● What you have to do
Repeat, exactly as written, the lines of the records below from the first through the line with "several threads on", but none past it.

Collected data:
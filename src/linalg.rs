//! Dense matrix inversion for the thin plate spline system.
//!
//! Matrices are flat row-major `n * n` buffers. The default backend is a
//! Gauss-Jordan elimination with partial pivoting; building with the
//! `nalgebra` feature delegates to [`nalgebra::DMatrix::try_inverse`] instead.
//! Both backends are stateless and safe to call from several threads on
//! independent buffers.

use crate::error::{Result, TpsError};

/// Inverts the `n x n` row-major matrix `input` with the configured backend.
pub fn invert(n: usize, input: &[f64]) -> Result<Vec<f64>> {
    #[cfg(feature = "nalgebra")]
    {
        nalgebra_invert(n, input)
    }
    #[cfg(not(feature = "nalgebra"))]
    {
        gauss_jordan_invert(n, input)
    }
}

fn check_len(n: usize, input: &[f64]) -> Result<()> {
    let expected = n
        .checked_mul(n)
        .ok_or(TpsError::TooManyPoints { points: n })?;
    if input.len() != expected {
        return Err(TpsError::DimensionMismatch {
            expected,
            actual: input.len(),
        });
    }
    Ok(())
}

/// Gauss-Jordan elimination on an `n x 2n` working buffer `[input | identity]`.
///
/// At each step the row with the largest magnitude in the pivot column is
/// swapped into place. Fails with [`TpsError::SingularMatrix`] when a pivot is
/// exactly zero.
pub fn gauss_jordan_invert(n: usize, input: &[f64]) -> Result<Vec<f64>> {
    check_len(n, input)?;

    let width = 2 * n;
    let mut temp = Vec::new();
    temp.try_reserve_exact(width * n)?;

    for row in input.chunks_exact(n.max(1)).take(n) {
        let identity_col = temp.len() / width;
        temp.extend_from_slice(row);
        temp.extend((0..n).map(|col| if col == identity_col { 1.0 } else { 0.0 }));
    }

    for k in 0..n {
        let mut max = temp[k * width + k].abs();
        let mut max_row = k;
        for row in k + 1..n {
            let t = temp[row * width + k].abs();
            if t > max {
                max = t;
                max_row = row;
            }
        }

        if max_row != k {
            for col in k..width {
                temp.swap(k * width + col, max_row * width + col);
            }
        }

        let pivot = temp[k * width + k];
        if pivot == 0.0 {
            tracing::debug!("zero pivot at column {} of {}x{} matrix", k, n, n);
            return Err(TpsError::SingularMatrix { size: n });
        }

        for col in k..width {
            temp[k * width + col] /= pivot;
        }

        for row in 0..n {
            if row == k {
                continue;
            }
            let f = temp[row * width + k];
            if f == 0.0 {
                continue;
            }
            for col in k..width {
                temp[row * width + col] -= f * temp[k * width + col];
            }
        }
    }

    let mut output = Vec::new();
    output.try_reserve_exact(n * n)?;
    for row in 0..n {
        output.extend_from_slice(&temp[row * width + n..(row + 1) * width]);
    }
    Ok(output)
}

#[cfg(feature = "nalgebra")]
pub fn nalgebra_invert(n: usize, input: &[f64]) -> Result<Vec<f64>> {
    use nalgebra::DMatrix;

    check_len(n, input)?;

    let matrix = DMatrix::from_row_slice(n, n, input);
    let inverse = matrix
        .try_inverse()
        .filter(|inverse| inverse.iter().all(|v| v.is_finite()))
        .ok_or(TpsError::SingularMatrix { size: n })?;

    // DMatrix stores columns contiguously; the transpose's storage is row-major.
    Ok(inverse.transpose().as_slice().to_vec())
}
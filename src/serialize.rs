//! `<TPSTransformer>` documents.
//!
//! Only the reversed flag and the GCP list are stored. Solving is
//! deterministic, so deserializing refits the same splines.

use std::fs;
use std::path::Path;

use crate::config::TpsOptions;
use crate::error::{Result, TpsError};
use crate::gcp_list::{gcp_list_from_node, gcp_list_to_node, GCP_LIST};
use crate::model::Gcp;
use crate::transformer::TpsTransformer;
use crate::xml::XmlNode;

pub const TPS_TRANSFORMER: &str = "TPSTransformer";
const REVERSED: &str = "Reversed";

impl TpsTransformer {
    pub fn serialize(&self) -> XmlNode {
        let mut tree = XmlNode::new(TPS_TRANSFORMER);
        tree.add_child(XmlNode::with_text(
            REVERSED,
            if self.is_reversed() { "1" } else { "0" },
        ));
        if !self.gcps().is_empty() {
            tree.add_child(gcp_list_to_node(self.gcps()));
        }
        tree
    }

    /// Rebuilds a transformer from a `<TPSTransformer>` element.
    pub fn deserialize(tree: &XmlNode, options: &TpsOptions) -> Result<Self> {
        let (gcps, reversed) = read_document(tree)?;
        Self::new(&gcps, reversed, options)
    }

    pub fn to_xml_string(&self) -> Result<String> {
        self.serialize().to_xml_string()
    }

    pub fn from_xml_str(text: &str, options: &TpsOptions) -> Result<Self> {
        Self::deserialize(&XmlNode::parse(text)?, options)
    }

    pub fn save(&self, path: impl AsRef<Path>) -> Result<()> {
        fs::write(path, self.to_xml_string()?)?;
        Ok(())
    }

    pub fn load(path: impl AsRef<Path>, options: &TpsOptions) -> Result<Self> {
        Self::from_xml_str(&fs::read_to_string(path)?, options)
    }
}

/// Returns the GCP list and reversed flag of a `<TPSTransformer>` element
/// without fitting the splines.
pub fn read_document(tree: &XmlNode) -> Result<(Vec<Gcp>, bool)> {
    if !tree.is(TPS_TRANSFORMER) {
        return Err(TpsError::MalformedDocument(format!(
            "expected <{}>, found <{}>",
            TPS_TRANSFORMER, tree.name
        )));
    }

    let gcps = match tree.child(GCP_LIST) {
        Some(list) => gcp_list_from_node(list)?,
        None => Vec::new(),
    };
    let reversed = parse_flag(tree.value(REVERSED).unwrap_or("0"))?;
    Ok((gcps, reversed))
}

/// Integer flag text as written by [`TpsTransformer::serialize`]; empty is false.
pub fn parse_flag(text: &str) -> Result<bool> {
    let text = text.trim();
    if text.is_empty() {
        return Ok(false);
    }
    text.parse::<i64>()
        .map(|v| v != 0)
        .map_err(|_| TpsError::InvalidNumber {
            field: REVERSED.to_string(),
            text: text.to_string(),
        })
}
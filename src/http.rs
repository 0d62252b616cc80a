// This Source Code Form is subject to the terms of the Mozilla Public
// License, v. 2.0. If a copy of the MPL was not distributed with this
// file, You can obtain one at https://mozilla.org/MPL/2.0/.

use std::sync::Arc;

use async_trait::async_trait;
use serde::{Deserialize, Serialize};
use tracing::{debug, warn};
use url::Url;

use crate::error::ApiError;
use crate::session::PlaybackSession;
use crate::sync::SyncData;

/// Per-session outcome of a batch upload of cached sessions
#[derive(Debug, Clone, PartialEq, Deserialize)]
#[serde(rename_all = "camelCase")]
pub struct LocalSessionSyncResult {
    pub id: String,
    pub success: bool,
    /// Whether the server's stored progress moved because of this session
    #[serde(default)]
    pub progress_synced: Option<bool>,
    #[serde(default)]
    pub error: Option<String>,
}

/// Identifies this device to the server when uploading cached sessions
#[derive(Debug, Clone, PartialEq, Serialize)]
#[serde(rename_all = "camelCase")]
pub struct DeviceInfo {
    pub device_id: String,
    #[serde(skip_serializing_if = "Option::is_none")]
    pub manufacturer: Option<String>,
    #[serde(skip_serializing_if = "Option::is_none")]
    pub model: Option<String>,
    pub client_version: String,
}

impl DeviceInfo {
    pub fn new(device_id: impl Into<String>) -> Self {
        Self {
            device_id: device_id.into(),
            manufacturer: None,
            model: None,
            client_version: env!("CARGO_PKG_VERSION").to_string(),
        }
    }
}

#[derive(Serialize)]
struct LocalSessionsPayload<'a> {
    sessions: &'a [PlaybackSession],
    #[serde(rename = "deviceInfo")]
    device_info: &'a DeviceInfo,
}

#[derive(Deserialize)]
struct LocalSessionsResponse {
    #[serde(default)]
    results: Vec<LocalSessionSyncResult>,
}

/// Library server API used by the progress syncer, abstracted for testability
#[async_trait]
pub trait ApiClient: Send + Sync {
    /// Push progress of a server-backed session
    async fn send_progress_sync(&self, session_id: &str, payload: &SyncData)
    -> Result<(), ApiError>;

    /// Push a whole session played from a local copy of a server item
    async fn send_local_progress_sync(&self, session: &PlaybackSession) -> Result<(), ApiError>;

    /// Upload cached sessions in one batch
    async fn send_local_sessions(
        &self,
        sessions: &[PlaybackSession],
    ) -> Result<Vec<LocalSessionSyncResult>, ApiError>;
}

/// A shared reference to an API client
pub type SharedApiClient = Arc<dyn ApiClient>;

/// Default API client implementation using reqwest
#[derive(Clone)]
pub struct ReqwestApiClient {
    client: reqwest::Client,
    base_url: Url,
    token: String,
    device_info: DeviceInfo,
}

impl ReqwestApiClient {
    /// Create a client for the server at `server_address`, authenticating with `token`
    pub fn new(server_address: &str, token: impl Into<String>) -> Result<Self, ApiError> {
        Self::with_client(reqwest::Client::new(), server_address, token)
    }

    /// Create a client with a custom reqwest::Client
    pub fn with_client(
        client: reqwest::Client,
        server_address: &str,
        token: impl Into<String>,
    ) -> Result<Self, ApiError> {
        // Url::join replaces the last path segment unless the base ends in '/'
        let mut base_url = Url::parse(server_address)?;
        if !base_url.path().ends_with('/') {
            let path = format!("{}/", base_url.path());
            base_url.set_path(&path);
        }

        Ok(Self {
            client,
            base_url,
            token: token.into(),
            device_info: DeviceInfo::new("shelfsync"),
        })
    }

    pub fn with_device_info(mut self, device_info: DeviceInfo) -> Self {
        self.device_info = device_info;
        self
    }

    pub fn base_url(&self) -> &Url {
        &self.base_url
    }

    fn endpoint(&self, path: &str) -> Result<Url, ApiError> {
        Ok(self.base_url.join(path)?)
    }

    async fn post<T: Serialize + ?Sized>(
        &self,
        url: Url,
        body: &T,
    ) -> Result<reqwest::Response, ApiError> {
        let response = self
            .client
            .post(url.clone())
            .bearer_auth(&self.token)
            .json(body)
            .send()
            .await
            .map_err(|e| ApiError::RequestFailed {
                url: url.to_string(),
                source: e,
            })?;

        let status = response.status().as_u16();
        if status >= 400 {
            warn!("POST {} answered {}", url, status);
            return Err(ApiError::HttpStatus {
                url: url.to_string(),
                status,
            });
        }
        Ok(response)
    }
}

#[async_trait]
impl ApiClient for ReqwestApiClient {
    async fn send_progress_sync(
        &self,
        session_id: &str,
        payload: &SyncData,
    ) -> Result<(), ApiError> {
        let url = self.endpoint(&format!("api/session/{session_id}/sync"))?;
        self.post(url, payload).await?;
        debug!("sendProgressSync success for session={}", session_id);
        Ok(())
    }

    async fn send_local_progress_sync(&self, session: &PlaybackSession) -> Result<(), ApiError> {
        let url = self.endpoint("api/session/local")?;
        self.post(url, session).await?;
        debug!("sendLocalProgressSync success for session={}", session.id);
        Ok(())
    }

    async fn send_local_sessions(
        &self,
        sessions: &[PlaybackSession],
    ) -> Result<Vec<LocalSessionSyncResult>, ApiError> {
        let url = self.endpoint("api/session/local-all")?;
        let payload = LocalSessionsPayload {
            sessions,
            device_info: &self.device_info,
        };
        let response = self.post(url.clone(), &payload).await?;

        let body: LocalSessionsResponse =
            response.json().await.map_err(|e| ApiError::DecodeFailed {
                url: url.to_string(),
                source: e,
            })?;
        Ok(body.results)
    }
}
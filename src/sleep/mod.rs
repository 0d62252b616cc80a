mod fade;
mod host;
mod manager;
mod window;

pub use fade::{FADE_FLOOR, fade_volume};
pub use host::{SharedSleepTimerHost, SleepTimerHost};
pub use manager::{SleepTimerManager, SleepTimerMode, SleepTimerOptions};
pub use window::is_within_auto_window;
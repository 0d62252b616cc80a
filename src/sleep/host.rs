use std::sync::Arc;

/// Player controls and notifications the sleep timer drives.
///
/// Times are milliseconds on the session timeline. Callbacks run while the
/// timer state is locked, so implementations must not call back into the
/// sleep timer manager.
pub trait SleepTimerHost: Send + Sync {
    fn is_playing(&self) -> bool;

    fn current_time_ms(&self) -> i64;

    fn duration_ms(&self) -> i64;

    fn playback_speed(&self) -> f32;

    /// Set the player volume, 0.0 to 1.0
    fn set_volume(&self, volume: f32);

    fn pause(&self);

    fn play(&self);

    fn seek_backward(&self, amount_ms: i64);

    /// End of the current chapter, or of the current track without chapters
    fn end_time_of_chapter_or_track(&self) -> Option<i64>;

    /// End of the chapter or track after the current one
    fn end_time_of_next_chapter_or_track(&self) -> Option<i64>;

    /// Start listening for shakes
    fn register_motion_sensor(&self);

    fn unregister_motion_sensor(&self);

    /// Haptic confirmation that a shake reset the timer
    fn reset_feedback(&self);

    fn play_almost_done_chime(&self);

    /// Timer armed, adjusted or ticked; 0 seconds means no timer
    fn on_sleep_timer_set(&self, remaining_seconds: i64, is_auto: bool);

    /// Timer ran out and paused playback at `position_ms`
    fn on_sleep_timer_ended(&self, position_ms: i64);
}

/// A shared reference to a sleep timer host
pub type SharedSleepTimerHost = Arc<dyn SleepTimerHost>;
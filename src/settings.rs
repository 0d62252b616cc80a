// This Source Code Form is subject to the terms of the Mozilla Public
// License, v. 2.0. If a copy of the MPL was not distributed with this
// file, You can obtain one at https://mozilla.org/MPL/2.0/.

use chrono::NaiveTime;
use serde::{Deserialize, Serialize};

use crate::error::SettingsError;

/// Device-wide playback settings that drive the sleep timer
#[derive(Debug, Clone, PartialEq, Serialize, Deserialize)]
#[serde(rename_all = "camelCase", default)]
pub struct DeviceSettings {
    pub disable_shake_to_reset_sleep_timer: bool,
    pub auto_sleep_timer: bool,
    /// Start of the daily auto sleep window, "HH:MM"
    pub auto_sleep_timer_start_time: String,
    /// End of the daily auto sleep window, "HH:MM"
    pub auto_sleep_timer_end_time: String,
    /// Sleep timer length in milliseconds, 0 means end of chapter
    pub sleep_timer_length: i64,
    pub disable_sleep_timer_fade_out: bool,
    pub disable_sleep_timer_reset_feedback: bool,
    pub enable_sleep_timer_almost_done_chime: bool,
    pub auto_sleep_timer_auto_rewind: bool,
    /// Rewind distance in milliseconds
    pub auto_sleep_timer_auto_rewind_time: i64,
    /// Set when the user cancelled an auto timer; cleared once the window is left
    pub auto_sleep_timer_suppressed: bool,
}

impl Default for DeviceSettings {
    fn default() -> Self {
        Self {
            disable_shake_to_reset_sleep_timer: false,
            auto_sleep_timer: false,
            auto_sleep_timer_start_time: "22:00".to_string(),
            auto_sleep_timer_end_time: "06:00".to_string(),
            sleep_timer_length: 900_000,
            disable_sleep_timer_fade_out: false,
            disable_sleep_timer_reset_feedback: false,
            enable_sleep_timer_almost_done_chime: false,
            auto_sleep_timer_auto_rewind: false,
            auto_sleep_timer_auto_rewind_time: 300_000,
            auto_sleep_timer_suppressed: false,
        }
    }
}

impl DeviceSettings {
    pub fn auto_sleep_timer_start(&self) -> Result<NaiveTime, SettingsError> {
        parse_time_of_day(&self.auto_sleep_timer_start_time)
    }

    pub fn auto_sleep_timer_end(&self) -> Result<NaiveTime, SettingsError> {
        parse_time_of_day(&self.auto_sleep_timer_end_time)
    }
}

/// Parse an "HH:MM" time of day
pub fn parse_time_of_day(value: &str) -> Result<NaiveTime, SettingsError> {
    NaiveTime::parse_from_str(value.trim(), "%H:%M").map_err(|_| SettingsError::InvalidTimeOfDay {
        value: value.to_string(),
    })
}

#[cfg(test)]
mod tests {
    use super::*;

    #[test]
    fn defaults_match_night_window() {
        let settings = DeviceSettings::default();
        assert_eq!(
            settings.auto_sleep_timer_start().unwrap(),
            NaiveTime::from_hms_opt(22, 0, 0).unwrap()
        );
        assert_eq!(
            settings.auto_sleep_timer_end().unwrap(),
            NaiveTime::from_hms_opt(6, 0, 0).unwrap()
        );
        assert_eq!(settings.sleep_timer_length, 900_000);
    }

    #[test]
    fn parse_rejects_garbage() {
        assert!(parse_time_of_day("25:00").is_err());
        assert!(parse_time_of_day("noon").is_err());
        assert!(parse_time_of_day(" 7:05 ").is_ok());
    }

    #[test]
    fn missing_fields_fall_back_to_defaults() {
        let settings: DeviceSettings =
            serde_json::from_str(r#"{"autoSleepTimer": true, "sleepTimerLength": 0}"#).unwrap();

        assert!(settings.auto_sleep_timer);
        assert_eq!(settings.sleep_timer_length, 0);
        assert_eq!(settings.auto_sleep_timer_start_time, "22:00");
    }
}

● Response to this exercise
filename src/linalg.rs
//! Dense matrix inversion for the thin plate spline system.
//!
//! Matrices are flat row-major `n * n` buffers. The default backend is a
//! Gauss-Jordan elimination with partial pivoting; building with the
//! `nalgebra` feature delegates to [`nalgebra::DMatrix::try_inverse`] instead.
//! Both backends are stateless and safe to call from several threads on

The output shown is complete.